• **What is being asked**:
The data below is to be output in full, unchanged.

• **Records for the task**:
--- START ---
fn start_stream_ctl(
    state: &mut ParseState,
    attrs: &[(Attr, String)],
    line: usize,
) -> Result<(), ConfigError> {
    let function = attr_value(attrs, Attr::Function).unwrap_or_default();
    let name = attr_value(attrs, Attr::Name).unwrap_or_default().to_string();
    let index = match attr_value(attrs, Attr::Index) {
        Some(raw) => parse_u32(raw, Attr::Index, line)?,
        None => 0,
    };
    let min = match attr_value(attrs, Attr::Min) {
        Some(raw) => Some(parse_i64(raw, Attr::Min, line)?),
        None => None,
    };
    let max = match attr_value(attrs, Attr::Max) {
        Some(raw) => Some(parse_i64(raw, Attr::Max, line)?),
        None => None,
    };
    let vol = VolCtl::new(name, index, min, max, line);

    let Some(si) = state.cur_stream else {
        return Ok(());
    };
    match function {
        "leftvol" => state.streams[si].left_vol = Some(vol),
        "rightvol" => state.streams[si].right_vol = Some(vol),
        _ => {
            return Err(ConfigError::BadValue {
                line,
                attr: "function",
                value: function.to_string(),
            })
        }
    }
    Ok(())
}
//! Domain entities and the configuration engine

pub mod config;
pub mod control;
pub mod device;
pub mod manager;
pub mod mixer;
pub mod routing;
pub mod stream;

// Re-export specific items to avoid ambiguous glob imports
pub use config::{CmOptions, ConfigError};
pub use control::{Ctl, CtlState, CtlValue, VolCtl};
pub use device::{device_kind_for_name, Device, DeviceKind, Path, PathId, PathPool};
pub use manager::{CmError, ConfigMgr, StreamHandle};
pub use mixer::{CtlId, CtlType, MixerBackend, MixerError, MixerOpener};
pub use routing::Model;
pub use stream::{AudioConfig, Case, SampleFormat, Stream, StreamInfo, StreamType, UseCase};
--- END ---
• **Solution below**:
fn start_stream_ctl(
    state: &mut ParseState,
    attrs: &[(Attr, String)],
    line: usize,
) -> Result<(), ConfigError> {
    let function = attr_value(attrs, Attr::Function).unwrap_or_default();
    let name = attr_value(attrs, Attr::Name).unwrap_or_default().to_string();
    let index = match attr_value(attrs, Attr::Index) {
        Some(raw) => parse_u32(raw, Attr::Index, line)?,
        None => 0,
    };
    let min = match attr_value(attrs, Attr::Min) {
        Some(raw) => Some(parse_i64(raw, Attr::Min, line)?),
        None => None,
    };
    let max = match attr_value(attrs, Attr::Max) {
        Some(raw) => Some(parse_i64(raw, Attr::Max, line)?),
        None => None,
    };
    let vol = VolCtl::new(name, index, min, max, line);

    let Some(si) = state.cur_stream else {
        return Ok(());
    };
    match function {
        "leftvol" => state.streams[si].left_vol = Some(vol),
        "rightvol" => state.streams[si].right_vol = Some(vol),
        _ => {
            return Err(ConfigError::BadValue {
                line,
                attr: "function",
                value: function.to_string(),
            })
        }
    }
    Ok(())
}
//! Domain entities and the configuration engine

pub mod config;
pub mod control;
pub mod device;
pub mod manager;
pub mod mixer;
pub mod routing;
pub mod stream;

// Re-export specific items to avoid ambiguous glob imports
pub use config::{CmOptions, ConfigError};
pub use control::{Ctl, CtlState, CtlValue, VolCtl};
pub use device::{device_kind_for_name, Device, DeviceKind, Path, PathId, PathPool};
pub use manager::{CmError, ConfigMgr, StreamHandle};
pub use mixer::{CtlId, CtlType, MixerBackend, MixerError, MixerOpener};
pub use routing::Model;
pub use stream::{AudioConfig, Case, SampleFormat, Stream, StreamInfo, StreamType, UseCase};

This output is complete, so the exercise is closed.